Approximate Methods for Calculation of Intrinsic Total-Absorption-and Double-Escape-Peak Efficiencies for Ge(Li) Detectors

Abstract

Approximate methods are presented for calculation of intrinsic total-absorption-and double-escape-peak efficiencies of Ge(Li) detectors. These methods utilize "average" characteristics of gamma-ray photon interactions with matter, and, while developed in this paper for specific application to the Ge(Li) detector efficiency problem, should be applicable to any gamma-ray detector or absorptive medium. The technique for total-absorption-peak efficiency determination includes the use of an "average-photon energy-degradation curve" and of the Dirac chord method for calculation of collision probabilities. The average-photon energy-degradation curve is obtained from differential Compton collision cross sections and detector material total-crosssection characteristics; it is independent of detector size and shape. The Dirac chord method is then used to determine the probability of further collisions for photons "generated" within the detector volume.

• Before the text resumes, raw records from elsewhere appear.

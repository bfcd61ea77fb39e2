use log::{info, warn};

use super::aggregate::{resolve_aggregate_failures, AggregateReport};
use super::client::Fetch;
use super::locator::{find_failed_step, ArtifactLocator, JobReference, StepDescriptor, TestDescriptor};
use super::timeline::{correlate, spyglass_file_names, Report};
use crate::config::{BlockMarkers, Config};
use crate::error::{ProwLensError, Result};
use crate::logs::{compact, extract_block, CompactionLevel, Extraction};

/// Where a failed step's artifacts live.
#[derive(Debug, Clone, PartialEq, Eq)]
pub struct StepLocation {
    pub job: JobReference,
    pub test: TestDescriptor,
    pub step: StepDescriptor,
}

/// Result of an analysis that needs a failed step.
///
/// When the build log reports no failed step the raw build log is handed
/// back untouched instead.
#[derive(Debug, Clone, PartialEq, Eq)]
pub enum JobAnalysis<T> {
    Step { location: StepLocation, result: T },
    RawBuildLog(String),
}

enum Resolution {
    Located(StepLocation),
    NoFailedStep(String),
}

/// Drives the artifact lookups and log processing for one job URL.
///
/// Each call is a strictly sequential chain of fetches; nothing is shared
/// between calls.
pub struct JobAnalyzer<F: Fetch> {
    fetcher: F,
    locator: ArtifactLocator,
    config: Config,
}

impl<F: Fetch> JobAnalyzer<F> {
    pub fn new(fetcher: F, config: Config) -> Self {
        Self {
            locator: ArtifactLocator::new(&config.storage),
            fetcher,
            config,
        }
    }

    /// Artifact directory with cluster diagnostics gathered after the run.
    pub fn gather_extra_url(&self, job_url: &str) -> Result<String> {
        self.locator.gather_extra_url(job_url)
    }

    async fn resolve(&self, job_url: &str) -> Result<Resolution> {
        let job = JobReference::from_url(job_url)?;
        let build_log_url = self.locator.build_log_url(&job);
        info!("Fetching build log: {build_log_url}");
        let build_log = self.fetcher.get_text(&build_log_url).await?;

        let step_name = match find_failed_step(&build_log) {
            Ok(name) => name,
            Err(ProwLensError::NoStepFailureFound) => {
                warn!("No failed step in build log of {}/{}", job.job_name, job.job_id);
                return Ok(Resolution::NoFailedStep(build_log));
            }
            Err(e) => return Err(e),
        };

        let test = TestDescriptor::from_url(job_url)?;
        let step = StepDescriptor::new(&step_name, &test)?;
        info!("Failed step {} of test {}", step.step_name, test.test_name);

        Ok(Resolution::Located(StepLocation { job, test, step }))
    }

    /// Locates the failed step and fetches its build log.
    pub async fn fetch_step_log(&self, job_url: &str) -> Result<JobAnalysis<String>> {
        match self.resolve(job_url).await? {
            Resolution::NoFailedStep(build_log) => Ok(JobAnalysis::RawBuildLog(build_log)),
            Resolution::Located(location) => {
                let url = self
                    .locator
                    .step_log_url(&location.job, &location.test, &location.step);
                info!("Fetching step log: {url}");
                let text = self.fetcher.get_text(&url).await?;
                Ok(JobAnalysis::Step {
                    location,
                    result: text,
                })
            }
        }
    }

    async fn require_step_log(&self, job_url: &str) -> Result<(StepLocation, String)> {
        match self.fetch_step_log(job_url).await? {
            JobAnalysis::Step { location, result } => Ok((location, result)),
            JobAnalysis::RawBuildLog(_) => Err(ProwLensError::NoStepFailureFound),
        }
    }

    /// Compacts the failed step's log at `level`.
    pub async fn analyze_failures(
        &self,
        job_url: &str,
        level: CompactionLevel,
    ) -> Result<JobAnalysis<String>> {
        Ok(match self.fetch_step_log(job_url).await? {
            JobAnalysis::Step { location, result } => JobAnalysis::Step {
                result: compact(&result, level, &self.config.compaction),
                location,
            },
            raw => raw,
        })
    }

    async fn extract(&self, job_url: &str, markers: &BlockMarkers) -> Result<JobAnalysis<Extraction>> {
        Ok(match self.fetch_step_log(job_url).await? {
            JobAnalysis::Step { location, result } => JobAnalysis::Step {
                result: extract_block(&result, markers, &self.config.compaction),
                location,
            },
            JobAnalysis::RawBuildLog(text) => JobAnalysis::RawBuildLog(text),
        })
    }

    pub async fn failing_tests(&self, job_url: &str) -> Result<JobAnalysis<Extraction>> {
        self.extract(job_url, &self.config.markers.failing).await
    }

    pub async fn flaky_tests(&self, job_url: &str) -> Result<JobAnalysis<Extraction>> {
        self.extract(job_url, &self.config.markers.flaky).await
    }

    pub async fn monitor_failures(&self, job_url: &str) -> Result<JobAnalysis<Extraction>> {
        self.extract(job_url, &self.config.markers.monitor).await
    }

    /// Treats the failed step's log as an aggregator log and collects the
    /// summaries of its failed sub-jobs.
    ///
    /// Sub-job logs are looked up under `base_url`, or under the step's
    /// artifact directory when none is given.
    pub async fn aggregate_failures(
        &self,
        job_url: &str,
        base_url: Option<&str>,
    ) -> Result<AggregateReport> {
        let (location, aggregator_log) = self.require_step_log(job_url).await?;
        let base_url = match base_url {
            Some(url) => url.to_string(),
            None => self
                .locator
                .step_artifacts_url(&location.job, &location.test, &location.step),
        };
        resolve_aggregate_failures(&self.fetcher, &base_url, &aggregator_log).await
    }

    /// Correlates every spyglass trace of the failed step with `test_name`.
    pub async fn correlate_timeline(&self, job_url: &str, test_name: &str) -> Result<String> {
        let location = match self.resolve(job_url).await? {
            Resolution::Located(location) => location,
            Resolution::NoFailedStep(_) => return Err(ProwLensError::NoStepFailureFound),
        };

        let junit_dir = self
            .locator
            .junit_dir_url(&location.job, &location.test, &location.step);
        info!("Listing timeline traces in {junit_dir}");
        let listing = self.fetcher.get_text(&junit_dir).await?;
        let files = spyglass_file_names(&listing);
        if files.is_empty() {
            warn!("No spyglass traces found in {junit_dir}");
            return Ok("no spyglass data".to_string());
        }

        let mut output = String::new();
        for file in &files {
            let trace_url = format!("{junit_dir}{file}");
            info!("Fetching timeline trace: {trace_url}");
            let trace: Report = serde_json::from_str(&self.fetcher.get_text(&trace_url).await?)?;
            let correlation = correlate(&trace, test_name, self.config.timeline.return_all_matches);

            if files.len() > 1 {
                output.push_str(&format!("== {file} ==\n"));
            }
            output.push_str(correlation.to_string().trim_end());
            output.push('\n');
        }
        Ok(output)
    }
}
use std::collections::VecDeque;

use log::debug;

use super::similarity::similarity;

/// Bounded FIFO of the most recently kept lines.
///
/// Only kept lines enter the window; once it holds `capacity` entries the
/// oldest one is evicted on every insert.
#[derive(Debug)]
pub struct DedupWindow<'a> {
    lines: VecDeque<&'a str>,
    capacity: usize,
}

impl<'a> DedupWindow<'a> {
    pub fn new(capacity: usize) -> Self {
        Self {
            lines: VecDeque::with_capacity(capacity + 1),
            capacity,
        }
    }

    pub fn len(&self) -> usize {
        self.lines.len()
    }

    /// True if `line` scores at least `threshold` against any window member.
    pub fn is_near_duplicate(&self, line: &str, threshold: f64) -> bool {
        self.lines
            .iter()
            .any(|prev| similarity(line, prev) >= threshold)
    }

    pub fn push(&mut self, line: &'a str) {
        self.lines.push_back(line);
        if self.len() > self.capacity {
            self.lines.pop_front();
        }
    }

    /// Offers a line to the window, returning whether it was kept.
    pub fn offer(&mut self, line: &'a str, threshold: f64) -> bool {
        if self.is_near_duplicate(line, threshold) {
            return false;
        }
        self.push(line);
        true
    }
}

/// Removes lines that are near-duplicates of a recently kept line.
///
/// Lines are trimmed first and blank lines are always dropped. Each remaining
/// line is kept only if its similarity to every line in the trailing window of
/// the last `window_size` kept lines is below `threshold`. Order is preserved
/// and every kept line is terminated with `\n`.
pub fn deduplicate(input: &str, threshold: f64, window_size: usize) -> String {
    let mut window = DedupWindow::new(window_size);
    let mut output = String::with_capacity(input.len());
    let mut total = 0usize;
    let mut kept = 0usize;

    for line in input.lines().map(str::trim).filter(|l| !l.is_empty()) {
        total += 1;
        if window.offer(line, threshold) {
            kept += 1;
            output.push_str(line);
            output.push('\n');
        }
    }

    debug!("Deduplicated {total} lines down to {kept} (threshold {threshold}, window {window_size})");
    output
}
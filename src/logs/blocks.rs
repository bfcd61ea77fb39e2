use log::{debug, warn};

use super::dedup::deduplicate;
use crate::config::{BlockMarkers, CompactionConfig};
use crate::logs::CompactionLevel;

/// Outcome of a block extraction.
#[derive(Debug, Clone, PartialEq, Eq)]
pub enum Extraction {
    /// The start marker was present; holds the delimited block.
    Found(String),
    /// The start marker was absent; holds the exact-deduplicated full log.
    FallbackCompacted(String),
}

impl Extraction {
    pub fn is_found(&self) -> bool {
        matches!(self, Self::Found(_))
    }

    pub fn into_text(self) -> String {
        match self {
            Self::Found(text) | Self::FallbackCompacted(text) => text,
        }
    }
}

/// Slices out the block starting at the first line containing `markers.start`.
///
/// The block includes the start line and runs up to, but not including, the
/// next line containing `markers.end`, or to the end of the log if no end
/// marker follows. Without a start marker the whole log is deduplicated at
/// the exact threshold instead.
pub fn extract_block(input: &str, markers: &BlockMarkers, compaction: &CompactionConfig) -> Extraction {
    let mut lines = input.lines();

    let Some(start) = lines.by_ref().find(|line| line.contains(markers.start.as_str())) else {
        warn!("Marker '{}' not found, falling back to exact deduplication", markers.start);
        return Extraction::FallbackCompacted(deduplicate(
            input,
            compaction.threshold(CompactionLevel::Exact),
            compaction.window_size,
        ));
    };

    // The end marker is only honored on lines after the start line, so a
    // start line that also carries the end marker still opens a block.
    let mut block = String::new();
    block.push_str(start);
    block.push('\n');

    for line in lines.take_while(|line| !line.contains(markers.end.as_str())) {
        block.push_str(line);
        block.push('\n');
    }

    debug!(
        "Extracted {} lines after marker '{}'",
        block.lines().count(),
        markers.start
    );
    Extraction::Found(block)
}

#[cfg(test)]
mod tests {
    use super::*;

    fn failing() -> BlockMarkers {
        BlockMarkers {
            start: "Failing tests:".to_string(),
            end: "Writing JUnit report to".to_string(),
        }
    }

    fn flaky() -> BlockMarkers {
        BlockMarkers {
            start: "Flaky tests:".to_string(),
            end: "Failing tests:".to_string(),
        }
    }

    const RUN_SUMMARY: &str = "\
started: (0/1/2) \"[sig-node] a\"
passed: (1s) \"[sig-node] a\"
Flaky tests:

[sig-network] services should be reachable [Suite:openshift/conformance]

Failing tests:

[sig-node] pods should start [Suite:openshift/conformance]

Writing JUnit report to /logs/artifacts/junit/junit_e2e.xml
error: 1 fail, 1 pass, 0 skip
";

    #[test]
    fn returns_block_up_to_end_marker() {
        let result = extract_block(RUN_SUMMARY, &failing(), &CompactionConfig::default());
        assert_eq!(
            result,
            Extraction::Found(
                "Failing tests:\n\n[sig-node] pods should start [Suite:openshift/conformance]\n\n".to_string()
            )
        );
        assert!(!result.into_text().contains("Writing JUnit report"));
    }

    #[test]
    fn flaky_block_stops_at_failing_tests() {
        let result = extract_block(RUN_SUMMARY, &flaky(), &CompactionConfig::default());
        assert!(result.is_found());
        let text = result.into_text();
        assert!(text.starts_with("Flaky tests:\n"));
        assert!(text.contains("services should be reachable"));
        assert!(!text.contains("Failing tests:"));
    }

    #[test]
    fn missing_end_marker_runs_to_end_of_log() {
        let input = "noise\nFailing tests:\n[sig-a] one\n[sig-b] two";
        let result = extract_block(input, &failing(), &CompactionConfig::default());
        assert_eq!(
            result,
            Extraction::Found("Failing tests:\n[sig-a] one\n[sig-b] two\n".to_string())
        );
    }

    #[test]
    fn missing_start_marker_falls_back_to_exact_dedup() {
        let input = "step failed\nstep failed\n\nstep failed again\n";
        let result = extract_block(input, &failing(), &CompactionConfig::default());
        assert_eq!(
            result,
            Extraction::FallbackCompacted("step failed\nstep failed again\n".to_string())
        );
        assert!(!result.is_found());
    }

    #[test]
    fn end_marker_on_start_line_is_ignored() {
        let markers = BlockMarkers {
            start: "BEGIN".to_string(),
            end: "END".to_string(),
        };
        let result = extract_block("BEGIN and END\nbody\nEND\ntail", &markers, &CompactionConfig::default());
        assert_eq!(result.into_text(), "BEGIN and END\nbody\n");
    }
}
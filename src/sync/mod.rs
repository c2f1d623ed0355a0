//! Replicated per-category state
//!
//! - `category`: state categories, records, sync options
//! - `listeners`: callback registry with removable handles
//! - `synchronizer`: debounced replication with a staleness guard

pub mod category;
pub mod config;
pub mod listeners;
pub mod synchronizer;

pub use category::{StateCategory, StateRecord, StoredState, SyncOptions, UpdateSource};
pub use config::SyncConfig;
pub use listeners::{ListenerHandle, StateListener};
pub use synchronizer::{StateSyncPayload, StateSynchronizer, SyncStats, STATE_SYNC_MESSAGE};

In the model these probabilities are functions only of a characteristic detector dimension, sμ, where s is the average chord length and μ is the total linear attenuation coefficient. Double-escape-peak efficiencies are determined through the calculation of the average probability of occurrence of the following three phenomena: (1) pair production, (2) electron-positron absorption, and (3) annihilation-photon double escape. Complete working curves and expressions are included to enable convenient utilization of these techniques. Example results are compared with efficiency determinations made experimentally and by Monte Carlo calculations.